Artificial benchmarks: multi-threaded insertions into busy queues is as much as 5,000x sooner than the legacy MessageQueue, due to improved concurrency (the Treiber stack) and sooner insertions (the min-heap).
In Perfetto traces acquired from inside beta testers, we see a discount of 15% in app primary thread time spent in lock rivalry.
On the identical check units, the decreased lock rivalry results in vital enhancements to the consumer expertise, reminiscent of:
-4% missed frames in apps.
-7.7% missed frames in System UI and Launcher interactions.

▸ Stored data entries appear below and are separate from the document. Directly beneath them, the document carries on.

//! Thermal and mean speeds.
//!
//! Three conventions are in use for "the thermal speed" and they are not
//! interchangeable; every caller names one through [`SpeedConvention`].

use dusty_types::config::SpeedConvention;
use dusty_types::constants::PhysicalConstants;
use dusty_types::error::{require_non_negative, require_positive, DustyResult};
use std::f64::consts::PI;

/// Mean speed of a Maxwellian [m/s], `sqrt(8 T / (pi m))`.
pub fn mean_speed(constants: &PhysicalConstants, temperature_ev: f64, mass: f64) -> DustyResult<f64> {
    require_positive("temperature_ev", temperature_ev)?;
    require_positive("mass", mass)?;
    Ok((8.0 * temperature_ev * constants.ev_to_joule / (PI * mass)).sqrt())
}

/// Thermal speed [m/s] under the given convention.
pub fn thermal_speed(
    constants: &PhysicalConstants,
    temperature_ev: f64,
    mass: f64,
    convention: SpeedConvention,
) -> DustyResult<f64> {
    require_positive("temperature_ev", temperature_ev)?;
    require_positive("mass", mass)?;
    let energy = temperature_ev * constants.ev_to_joule;
    let speed = match convention {
        SpeedConvention::Mean => return mean_speed(constants, temperature_ev, mass),
        SpeedConvention::MostProbable => (2.0 * energy / mass).sqrt(),
        SpeedConvention::RmsNeutral => (energy / mass).sqrt() * (8.0 / PI).sqrt(),
    };
    Ok(speed)
}

/// Ion speed relative to a grain at rest, `sqrt(u^2 + v_th^2)` [m/s].
pub fn relative_speed(drift_speed: f64, thermal_speed: f64) -> DustyResult<f64> {
    require_non_negative("drift_speed", drift_speed)?;
    require_non_negative("thermal_speed", thermal_speed)?;
    Ok(drift_speed.hypot(thermal_speed))
}
// ─────────────────────────────────────────────────────────────────────
// SCPN Dusty Plasma — Parameter Sweeps
// © 1998–2026 Miroslav Šotek. All rights reserved.
// Contact: www.anulum.li | protoscience@anulum.li
// ORCID: https://orcid.org/0009-0009-3560-0851
// License: GNU AGPL v3 | Commercial licensing available
// ─────────────────────────────────────────────────────────────────────
//! One-parameter sweeps over an operating point.
//!
//! A sweep builds N independent operating points that differ in exactly one
//! field and evaluates them in parallel. Per-sample failures are kept next
//! to the successes; whether to drop, mark or abort is the caller's call.

use dusty_types::config::{
    OperatingPoint, Spacing, Species, SpeedConvention, SweepAxis, SweepConfig,
};
use dusty_types::constants::PhysicalConstants;
use dusty_types::error::{require_positive, DustyError, DustyResult};
use dusty_types::state::DerivedSnapshot;
use ndarray::Array1;
use rayon::prelude::*;

use crate::debye::electron_debye_length;
use crate::derived::DerivedQuantities;
use crate::gyro::{larmor_radius, SpeciesProperties};
use crate::reduction::{electron_beta, reduction_factor};

/// Axis values for one swept field.
#[derive(Debug, Clone, PartialEq)]
pub struct Sweep {
    axis: SweepAxis,
    values: Array1<f64>,
}

impl Sweep {
    /// `samples` evenly spaced values over `[start, stop]`.
    pub fn linspace(axis: SweepAxis, start: f64, stop: f64, samples: usize) -> DustyResult<Self> {
        SweepConfig {
            axis,
            start,
            stop,
            spacing: Spacing::Linspace { samples },
        }
        .validate()?;
        Ok(Sweep {
            axis,
            values: Array1::linspace(start, stop, samples),
        })
    }

    /// `start, start + step, ...` below `stop`.
    pub fn arange(axis: SweepAxis, start: f64, stop: f64, step: f64) -> DustyResult<Self> {
        SweepConfig {
            axis,
            start,
            stop,
            spacing: Spacing::Arange { step },
        }
        .validate()?;
        Ok(Sweep {
            axis,
            values: Array1::range(start, stop, step),
        })
    }

    pub fn from_config(config: &SweepConfig) -> DustyResult<Self> {
        match config.spacing {
            Spacing::Linspace { samples } => {
                Self::linspace(config.axis, config.start, config.stop, samples)
            }
            Spacing::Arange { step } => Self::arange(config.axis, config.start, config.stop, step),
        }
    }

    /// Explicit axis values.
    pub fn from_values(axis: SweepAxis, values: Array1<f64>) -> DustyResult<Self> {
        if values.is_empty() {
            return Err(DustyError::ConfigError(
                "sweep needs at least one value".to_string(),
            ));
        }
        if let Some(bad) = values.iter().find(|v| !v.is_finite()) {
            return Err(DustyError::ConfigError(format!(
                "sweep values must be finite, got {bad}"
            )));
        }
        Ok(Sweep { axis, values })
    }

    pub fn axis(&self) -> SweepAxis {
        self.axis
    }

    pub fn values(&self) -> &Array1<f64> {
        &self.values
    }

    pub fn len(&self) -> usize {
        self.values.len()
    }

    pub fn is_empty(&self) -> bool {
        self.values.is_empty()
    }

    /// One independent operating point per axis value.
    pub fn points(&self, base: &OperatingPoint) -> Vec<OperatingPoint> {
        self.values
            .iter()
            .map(|&v| base.with_axis_value(self.axis, v))
            .collect()
    }

    /// Snapshot of every sample, evaluated in parallel, in axis order.
    pub fn evaluate(
        &self,
        constants: &PhysicalConstants,
        base: &OperatingPoint,
        convention: SpeedConvention,
    ) -> SweepResult {
        log::debug!(
            "sweeping {:?} over {} samples [{}, {}]",
            self.axis,
            self.len(),
            self.values.iter().next().copied().unwrap_or(f64::NAN),
            self.values.iter().next_back().copied().unwrap_or(f64::NAN),
        );
        let points = self.points(base);
        let samples: Vec<DustyResult<DerivedSnapshot>> = points
            .par_iter()
            .map(|point| DerivedQuantities::new(constants, point).snapshot(convention))
            .collect();

        for (value, sample) in self.values.iter().zip(&samples) {
            match sample {
                Ok(snap) => {
                    if let Some(capture) = snap.cross_sections.low_energy_capture {
                        log::warn!(
                            "{:?}={value}: low-energy capture, bracket {:.3e} clamped to 0",
                            self.axis,
                            capture.bracket
                        );
                    }
                    if let Some(inverted) = snap.cross_sections.inverted_screening {
                        log::warn!(
                            "{:?}={value}: Debye length {:.3e} m inside capture radius {:.3e} m",
                            self.axis,
                            inverted.debye_length,
                            inverted.impact_parameter
                        );
                    }
                }
                Err(err) => log::warn!("{:?}={value}: {err}", self.axis),
            }
        }

        SweepResult {
            axis: self.axis,
            values: self.values.clone(),
            samples,
        }
    }
}

/// Per-sample outcome of a sweep.
#[derive(Debug)]
pub struct SweepResult {
    pub axis: SweepAxis,
    pub values: Array1<f64>,
    pub samples: Vec<DustyResult<DerivedSnapshot>>,
}

impl SweepResult {
    /// One quantity across the sweep; failed samples read as NaN.
    pub fn column<F>(&self, quantity: F) -> Array1<f64>
    where
        F: Fn(&DerivedSnapshot) -> f64,
    {
        self.samples
            .iter()
            .map(|s| s.as_ref().map(&quantity).unwrap_or(f64::NAN))
            .collect()
    }

    /// Optional quantity across the sweep (gyro-radii); `None` and failures
    /// read as NaN.
    pub fn optional_column<F>(&self, quantity: F) -> Array1<f64>
    where
        F: Fn(&DerivedSnapshot) -> Option<f64>,
    {
        self.samples
            .iter()
            .map(|s| s.as_ref().ok().and_then(&quantity).unwrap_or(f64::NAN))
            .collect()
    }

    pub fn failure_count(&self) -> usize {
        self.samples.iter().filter(|s| s.is_err()).count()
    }

    pub fn capture_count(&self) -> usize {
        self.samples
            .iter()
            .filter(|s| matches!(s, Ok(snap) if snap.has_low_energy_capture()))
            .count()
    }

    /// All snapshots, or the first failure.
    pub fn into_snapshots(self) -> DustyResult<Vec<DerivedSnapshot>> {
        self.samples.into_iter().collect()
    }
}

/// `(beta^-1, delta)` columns of the electron-current reduction curve.
///
/// Every field value must be > 0: at `B = 0` the inverse beta is unbounded.
pub fn reduction_curve(
    constants: &PhysicalConstants,
    base: &OperatingPoint,
    fields: &Array1<f64>,
    convention: SpeedConvention,
) -> DustyResult<(Array1<f64>, Array1<f64>)> {
    let dl = electron_debye_length(constants, base)?;
    let mut beta_inv = Array1::zeros(fields.len());
    let mut delta = Array1::zeros(fields.len());
    for (i, &b) in fields.iter().enumerate() {
        require_positive("reduction curve magnetic_field", b)?;
        let beta = electron_beta(constants, &base.with_magnetic_field(b), convention)?;
        beta_inv[i] = 1.0 / beta;
        delta[i] = reduction_factor(base.grain_radius, dl, beta)?;
    }
    Ok((beta_inv, delta))
}

/// Gyro-radius versus field at one species temperature.
#[derive(Debug, Clone)]
pub struct GyroCurve {
    pub temperature_ev: f64,
    /// Thermal speed used for every sample [m/s].
    pub speed: f64,
    /// Larmor radius [m] per field value; `inf` where `B = 0`.
    pub radii: Array1<f64>,
}

/// Family of gyro-radius curves, one per temperature.
pub fn gyro_radius_family(
    constants: &PhysicalConstants,
    base: &OperatingPoint,
    species: Species,
    temperatures: &[f64],
    fields: &Array1<f64>,
    convention: SpeedConvention,
) -> DustyResult<Vec<GyroCurve>> {
    let axis = match species {
        Species::Electron => SweepAxis::ElectronTemperature,
        Species::Ion => SweepAxis::IonTemperature,
        Species::Grain => SweepAxis::GrainTemperature,
    };
    temperatures
        .iter()
        .map(|&t| {
            let point = base.with_axis_value(axis, t);
            let props = SpeciesProperties::of(constants, &point, species)?;
            let speed = props.speed(constants, convention)?;
            let radii = fields
                .iter()
                .map(|&b| {
                    if b == 0.0 {
                        Ok(f64::INFINITY)
                    } else {
                        larmor_radius(props.mass, speed, props.charge, b)
                    }
                })
                .collect::<DustyResult<Vec<f64>>>()?;
            Ok(GyroCurve {
                temperature_ev: t,
                speed,
                radii: Array1::from(radii),
            })
        })
        .collect()
}

#[cfg(test)]
mod tests {
    use super::*;
    use dusty_types::config::ChargeMode;

    #[test]
    fn test_linspace_field_sweep() {
        let c = PhysicalConstants::default();
        let sweep = Sweep::linspace(SweepAxis::MagneticField, 0.1, 4.0, 40).unwrap();
        assert_eq!(sweep.len(), 40);
        let result = sweep.evaluate(&c, &OperatingPoint::default(), SpeedConvention::Mean);
        assert_eq!(result.failure_count(), 0);
        let radii = result.optional_column(|s| s.electron_larmor_radius);
        for i in 1..radii.len() {
            assert!(radii[i] < radii[i - 1]);
        }
        let delta = result.column(|s| s.reduction_factor);
        assert!(delta.iter().all(|&d| d > 0.0 && d <= 1.0));
    }

    #[test]
    fn test_sweep_from_zero_marks_sample_undefined() {
        let c = PhysicalConstants::default();
        let sweep = Sweep::arange(SweepAxis::MagneticField, 0.0, 4.0, 0.1).unwrap();
        assert_eq!(sweep.len(), 40);
        let result = sweep.evaluate(&c, &OperatingPoint::default(), SpeedConvention::Mean);
        assert_eq!(result.failure_count(), 0);
        let radii = result.optional_column(|s| s.ion_larmor_radius);
        assert!(radii[0].is_nan());
        assert!(radii.iter().skip(1).all(|r| r.is_finite() && *r > 0.0));
    }

    #[test]
    fn test_points_are_independent() {
        let base = OperatingPoint::default();
        let sweep = Sweep::linspace(SweepAxis::NeutralPressure, 1.0, 30.0, 5).unwrap();
        let points = sweep.points(&base);
        assert_eq!(points.len(), 5);
        assert_eq!(points[0].neutral_pressure_pa, 1.0);
        assert_eq!(points[4].neutral_pressure_pa, 30.0);
        assert_eq!(base, OperatingPoint::default());
    }

    #[test]
    fn test_pressure_sweep_mean_free_path() {
        let c = PhysicalConstants::default();
        let sweep = Sweep::linspace(SweepAxis::NeutralPressure, 1.0, 10.0, 10).unwrap();
        let result = sweep.evaluate(&c, &OperatingPoint::default(), SpeedConvention::Mean);
        let mfp = result.column(|s| s.mean_free_path);
        for (p, l) in result.values.iter().zip(mfp.iter()) {
            let expected = mfp[0] * result.values[0] / p;
            assert!((l - expected).abs() <= 1e-12 * expected);
        }
    }

    #[test]
    fn test_failures_are_kept_per_sample() {
        let c = PhysicalConstants::default();
        let values = Array1::from(vec![2.0, -1.0, 4.0]);
        let sweep = Sweep::from_values(SweepAxis::ElectronTemperature, values).unwrap();
        let result = sweep.evaluate(&c, &OperatingPoint::default(), SpeedConvention::Mean);
        assert_eq!(result.failure_count(), 1);
        assert!(result.samples[1].is_err());
        let dl = result.column(|s| s.debye_length);
        assert!(dl[1].is_nan());
        assert!((dl[2] / dl[0] - 2.0_f64.sqrt()).abs() < 1e-12);
        assert!(result.into_snapshots().is_err());
    }

    #[test]
    fn test_capture_counted() {
        let c = PhysicalConstants::default();
        let base = OperatingPoint {
            ion_thermal_speed: 0.0,
            ..OperatingPoint::default()
        };
        let values = Array1::from(vec![1.0e-8, 35.0]);
        let sweep = Sweep::from_values(SweepAxis::IonDriftSpeed, values).unwrap();
        let result = sweep.evaluate(&c, &base, SpeedConvention::Mean);
        assert_eq!(result.failure_count(), 0);
        assert_eq!(result.capture_count(), 1);
    }

    #[test]
    fn test_reduction_curve() {
        let c = PhysicalConstants::default();
        let base = OperatingPoint {
            grain_radius: 4.5e-6,
            electron_density: 1.0e15,
            ..OperatingPoint::default()
        };
        let fields = Array1::range(0.05, 4.0, 0.05);
        let (beta_inv, delta) = reduction_curve(&c, &base, &fields, SpeedConvention::Mean).unwrap();
        assert_eq!(beta_inv.len(), fields.len());
        for i in 1..fields.len() {
            assert!(beta_inv[i] < beta_inv[i - 1]);
            assert!(delta[i] < delta[i - 1]);
        }
        let with_zero = Array1::from(vec![0.0, 1.0]);
        assert!(reduction_curve(&c, &base, &with_zero, SpeedConvention::Mean).is_err());
    }

    #[test]
    fn test_gyro_family_ordering() {
        let c = PhysicalConstants::default();
        let base = OperatingPoint {
            grain_radius: 0.25e-6,
            grain_density: 2.2e3,
            electron_density: 1.0e15,
            charge_mode: ChargeMode::FloatingMultiplier { multiplier: 1.5 },
            ..OperatingPoint::default()
        };
        let fields = Array1::range(0.0, 4.0, 0.1);
        let temps = [0.025, 0.1, 1.0, 5.0];
        let family =
            gyro_radius_family(&c, &base, Species::Grain, &temps, &fields, SpeedConvention::Mean)
                .unwrap();
        assert_eq!(family.len(), 4);
        for curve in &family {
            assert!(curve.radii[0].is_infinite());
            assert!(curve.radii.iter().skip(1).all(|r| r.is_finite()));
        }
        // Hotter grains gyrate on wider orbits.
        for pair in family.windows(2) {
            assert!(pair[1].radii[10] > pair[0].radii[10]);
        }
    }

    #[test]
    fn test_from_config() {
        let config = SweepConfig {
            axis: SweepAxis::MagneticField,
            start: 0.05,
            stop: 4.0,
            spacing: Spacing::Arange { step: 0.05 },
        };
        let sweep = Sweep::from_config(&config).unwrap();
        assert_eq!(sweep.axis(), SweepAxis::MagneticField);
        assert_eq!(sweep.values()[0], 0.05);
        assert!(Sweep::linspace(SweepAxis::MagneticField, 1.0, 0.0, 10).is_err());
        assert!(Sweep::from_values(SweepAxis::MagneticField, Array1::zeros(0)).is_err());
    }
}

-9.1% in time from app startup to the primary body drawn, on the 95percentile.
Subsequent steps
DeliQueue is rolling out to apps in Android 17. App builders ought to evaluation making ready your app for the brand new lock-free MessageQueue on the Android Builders weblog to discover ways to check their apps.
References
[1] Treiber, R.Ok., 1986. Techniques programming: Dealing with parallelism. Worldwide Enterprise Machines Included, Thomas J. Watson Analysis Heart.
[2] Goetz, B., Peierls, T., Bloch, J., Bowbeer, J., Holmes, D., & Lea, D. (2006). Java Concurrency in Follow. Addison-Wesley Skilled.